A Court of Appeal panel in Santa Ana voids Lake Forest’s zoning ban on clinics, but rules that they can only sell marijuana they grow, a regulation that would force most to close.

By Maura Dolan, Los Angeles Times
March 1, 2012, 7:48 p.m.

California cities may not ban medical marijuana dispensaries, but the operations may sell only weed that is grown on site, an appeals court ruled in an Orange County case.

The unanimous decision by a three-judge Court of Appeal panel in Santa Ana was the first in the state to prohibit cities from enacting zoning restrictions that effectively ban all marijuana dispensaries. The court was also the first to rule that dispensaries must grow the marijuana they sell, a requirement that would force most of them out of business.

The ruling, issued late Wednesday, struck down a zoning law in the city of Lake Forest that the judges said amounted to “a total bar contradicting state law.”

“A local government cannot ban as a nuisance exactly what the Legislature contemplated would occur at cooperative and collective medical marijuana cultivation sites,” Justice Richard M. Aronson wrote for the court. Aronson, appointed to the trial bench by former Gov. Pete Wilson and elevated by Gov.

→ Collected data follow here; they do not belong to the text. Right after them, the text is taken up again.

//! Reconciliation logic for PostgresCluster resources
//!
//! Each reconcile is one level-triggered switchover pass: list the
//! instance pods, observe them, run the pass, persist the status and
//! publish transition events. Everything the next pass needs lives in the
//! status subresource.

use std::collections::BTreeMap;
use std::sync::Arc;
use std::time::Instant;

use chrono::Utc;
use futures::future::join_all;
use k8s_openapi::api::core::v1::Pod;
use kube::api::ListParams;
use kube::runtime::controller::Action;
use kube::{Api, ResourceExt};
use tracing::{debug, error, info, instrument, warn};

use crate::controller::condition::SwitchOutcome;
use crate::controller::context::Context;
use crate::controller::enforcer::StreamingSettings;
use crate::controller::error::{Error, Result};
use crate::controller::events::TransitionNotifier;
use crate::controller::status::{StatusManager, compose_failure, compose_status};
use crate::controller::switchover::{PassInput, PassOutcome, SwitchoverPass};
use crate::controller::validation::validate_spec;
use crate::crd::{CLUSTER_LABEL, PostgresCluster};
use crate::resources::instance::{
    InstanceCommander, InstanceError, InstanceResult, PostgresInstanceClient,
};
use crate::resources::postgres_client::PostgresClientError;
use crate::resources::source_credentials::fetch_source_credentials;
use crate::topology::{ClusterTopology, ExternalSource, InstanceId, ObservedReplication};

/// Main reconciliation function
#[instrument(skip(cluster, ctx), fields(name = %cluster.name_any(), namespace = cluster.namespace().unwrap_or_default()))]
pub async fn reconcile(cluster: Arc<PostgresCluster>, ctx: Arc<Context>) -> Result<Action> {
    let start = Instant::now();
    let ns = cluster
        .namespace()
        .ok_or(Error::MissingObjectKey("metadata.namespace"))?;
    let name = cluster.name_any();

    debug!("Reconciling PostgresCluster");

    let result = reconcile_switchover(&cluster, &ctx, &ns).await;

    if let Some(health) = &ctx.health_state {
        health
            .metrics
            .record_reconcile(&ns, &name, start.elapsed().as_secs_f64());
    }

    match &result {
        Ok(action) => debug!(?action, "Reconciliation completed"),
        Err(e) => error!(error = %e, "Reconciliation failed"),
    }
    result
}

/// Error policy for the controller with exponential backoff
///
/// The persisted attempt counter drives the delay, so backoff survives
/// operator restarts.
pub fn error_policy(cluster: Arc<PostgresCluster>, error: &Error, ctx: Arc<Context>) -> Action {
    let name = cluster.name_any();
    let attempts = cluster
        .status
        .as_ref()
        .and_then(|s| s.switch.as_ref())
        .map(|s| s.attempts)
        .unwrap_or(0);

    if let Some(health) = &ctx.health_state {
        health
            .metrics
            .record_error(&cluster.namespace().unwrap_or_default(), &name);
    }

    let delay = ctx.config.error_backoff.delay_for_error(error, attempts);

    if error.is_retryable() {
        warn!(
            "Retryable error for {}: {}, requeuing in {:?}",
            name, error, delay
        );
    } else {
        error!(
            "Non-retryable error for {}: {}, requeuing in {:?} awaiting corrected intent",
            name, error, delay
        );
    }

    Action::requeue(delay)
}

async fn reconcile_switchover(
    cluster: &PostgresCluster,
    ctx: &Context,
    ns: &str,
) -> Result<Action> {
    let name = cluster.name_any();

    if let Err(e) = validate_spec(cluster) {
        return Err(report_failure(cluster, ctx, ns, e).await);
    }

    let members = list_members(ctx, ns, &name).await?;
    let instances: Vec<InstanceId> = members.iter().map(|m| m.id.clone()).collect();
    let ready: Vec<InstanceId> = members
        .iter()
        .filter(|m| m.ready)
        .map(|m| m.id.clone())
        .collect();

    let mut topology = match ClusterTopology::from_cluster(cluster, instances, ready.len()) {
        Ok(topology) => topology,
        Err(e) => return Err(report_failure(cluster, ctx, ns, e.into()).await),
    };
    let sources = match declared_sources(cluster, ctx, ns).await {
        Ok(sources) => sources,
        Err(e) => return Err(report_failure(cluster, ctx, ns, e).await),
    };
    if let Some(source) = topology
        .external_source()
        .and_then(|s| sources.get(s.name()))
    {
        topology.set_source_credentials(source.credentials().clone());
    }
    let settings = StreamingSettings::from_cluster(cluster)?;

    let commander = match PostgresInstanceClient::for_cluster(
        ctx.client.clone(),
        ns,
        &name,
        cluster.spec.port(),
        ctx.config.switchover.reconfiguration_timeout,
    )
    .await
    {
        Ok(commander) => commander,
        Err(e) => {
            let error = Error::TransientError(format!("instance credentials unavailable: {}", e));
            return Err(report_failure(cluster, ctx, ns, error).await);
        }
    };

    let previous = cluster.status.as_ref().and_then(|s| s.switch.clone());
    let mut input = PassInput::new(topology, previous, Utc::now());
    input.sources.extend(sources);

    for (id, observed) in observe_instances(&commander, ctx, &ready).await {
        input.observe(id, observed);
    }

    let pass = SwitchoverPass::new(&commander, &settings, &ctx.config)
        .run(input)
        .await;

    info!(
        phase = %pass.record.phase,
        primary = pass.topology.current_primary().map(InstanceId::as_str).unwrap_or("<none>"),
        drift = pass.drift,
        commands = pass.commands_issued,
        "Switchover pass finished"
    );

    let status = compose_status(cluster, &pass, Utc::now());
    StatusManager::new(cluster, ctx, ns).update(status).await?;

    publish(cluster, ctx, ns, &pass).await;

    match pass.error {
        Some(error) if !error.is_retryable() => Err(error),
        Some(error) => {
            warn!(error = %error, requeue = ?pass.requeue_after, "Switchover pass did not settle");
            Ok(Action::requeue(pass.requeue_after))
        }
        None => Ok(Action::requeue(pass.requeue_after)),
    }
}

/// Events and metrics for a pass whose status is persisted
async fn publish(cluster: &PostgresCluster, ctx: &Context, ns: &str, pass: &PassOutcome) {
    for event in &pass.events {
        ctx.notifier.notify(cluster, event).await;
        if let Some(health) = &ctx.health_state {
            health.metrics.record_switchover(event.kind.direction());
        }
    }

    if let Some(health) = &ctx.health_state {
        if let Some(error) = &pass.error {
            health.metrics.record_switch_failure(error.reason());
        }
        health.metrics.set_cluster_topology(
            ns,
            &cluster.name_any(),
            i64::try_from(pass.drift).unwrap_or(i64::MAX),
            i64::try_from(pass.topology.ready_instances()).unwrap_or(i64::MAX),
        );
    }
}

/// Surface a failure that prevented the pass from running
///
/// Returns the error so callers can hand it to the error policy.
async fn report_failure(cluster: &PostgresCluster, ctx: &Context, ns: &str, error: Error) -> Error {
    warn!(error = %error, reason = error.reason(), "Switchover pass could not run");

    let status = compose_failure(cluster, &SwitchOutcome::failed(&error), Utc::now());
    if let Err(e) = StatusManager::new(cluster, ctx, ns).update(status).await {
        warn!(error = %e, "Failed to record failure on status");
    }
    if let Some(health) = &ctx.health_state {
        health.metrics.record_switch_failure(error.reason());
    }
    error
}

/// An instance pod of the cluster
struct Member {
    id: InstanceId,
    ready: bool,
}

/// List instance pods by cluster label
async fn list_members(ctx: &Context, ns: &str, cluster_name: &str) -> Result<Vec<Member>> {
    let pods: Api<Pod> = Api::namespaced(ctx.client.clone(), ns);
    let selector = format!("{}={}", CLUSTER_LABEL, cluster_name);
    let list = pods.list(&ListParams::default().labels(&selector)).await?;

    let mut members: Vec<Member> = list
        .items
        .iter()
        .filter_map(|pod| {
            let name = pod.metadata.name.as_deref()?;
            Some(Member {
                id: InstanceId::from(name),
                ready: is_pod_ready(pod),
            })
        })
        .collect();
    members.sort_by(|a, b| a.id.cmp(&b.id));
    Ok(members)
}

/// Pod Ready condition is True and the pod is not terminating
fn is_pod_ready(pod: &Pod) -> bool {
    if pod.metadata.deletion_timestamp.is_some() {
        return false;
    }
    pod.status
        .as_ref()
        .and_then(|s| s.conditions.as_ref())
        .is_some_and(|conditions| {
            conditions
                .iter()
                .any(|c| c.type_ == "Ready" && c.status == "True")
        })
}

/// Observe ready instances concurrently; failures only cost the instance its health
async fn observe_instances<C: InstanceCommander>(
    commander: &C,
    ctx: &Context,
    ready: &[InstanceId],
) -> Vec<(InstanceId, ObservedReplication)> {
    let limit = ctx.config.switchover.reconfiguration_timeout;
    let results = join_all(ready.iter().map(|id| async move {
        let observed: InstanceResult<ObservedReplication> =
            match tokio::time::timeout(limit, commander.observe(id)).await {
                Ok(result) => result,
                Err(_) => Err(InstanceError::Unreachable(id.to_string())),
            };
        (id.clone(), observed)
    }))
    .await;

    results
        .into_iter()
        .filter_map(|(id, observed)| match observed {
            Ok(observed) => Some((id, observed)),
            Err(e) => {
                warn!(instance = %id, error = %e, "Instance observation failed");
                None
            }
        })
        .collect()
}

/// External clusters usable as a streaming source, by name, with credentials
///
/// Credentials of the declared replica source must resolve; other external
/// clusters whose secrets are unavailable are left out.
async fn declared_sources(
    cluster: &PostgresCluster,
    ctx: &Context,
    ns: &str,
) -> Result<BTreeMap<String, ExternalSource>> {
    let declared = cluster.spec.replica.as_ref().map(|r| r.source.as_str());
    let mut sources = BTreeMap::new();

    for external in &cluster.spec.external_clusters {
        let source = match ExternalSource::new(&external.name, external.connection_parameters.clone()) {
            Ok(source) => source,
            Err(e) => {
                debug!(source = %external.name, error = %e, "Skipping external cluster");
                continue;
            }
        };

        match fetch_source_credentials(&ctx.client, ns, external).await {
            Ok(credentials) => {
                sources.insert(external.name.clone(), source.with_credentials(credentials));
            }
            Err(e) if declared == Some(external.name.as_str()) => {
                return Err(credentials_error(&external.name, e));
            }
            Err(e) => {
                warn!(source = %external.name, error = %e, "Skipping external cluster without credentials");
            }
        }
    }
    Ok(sources)
}

/// Missing secrets wait for the owner; API failures are retried
fn credentials_error(source: &str, error: PostgresClientError) -> Error {
    let message = format!("credentials for external cluster {}: {}", source, error);
    match error {
        PostgresClientError::SecretNotFound(_)
        | PostgresClientError::SecretMissingKey(_)
        | PostgresClientError::InvalidUtf8 => Error::ConfigurationError(message),
        _ => Error::TransientError(message),
    }
}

Gray Davis, was joined by a Republican appointee and a Democratic appointee.

The decision conflicted with other appellate court rulings on medical marijuana, and attorneys in the case said they expected the California Supreme Court would agree to hear an appeal.

David Welch, an attorney for a now-closed Lake Forest medical pot operation, said cities should heed this week’s ruling and “not implement bans simply because that is the easy route.” Municipal bans of medical marijuana have proliferated since voters decriminalized the weed for medical purposes in 1996. For every city that permits medical marijuana operations, nine others ban them, Welch said.

Jeffrey Dunn, a lawyer who represented Lake Forest, said the court’s requirement that dispensaries sell pot grown only on site would shut down most storefront operations.

“I don’t see how you can grow in a tiny, rented space enough pot for over 1,000 customers,” Dunn said.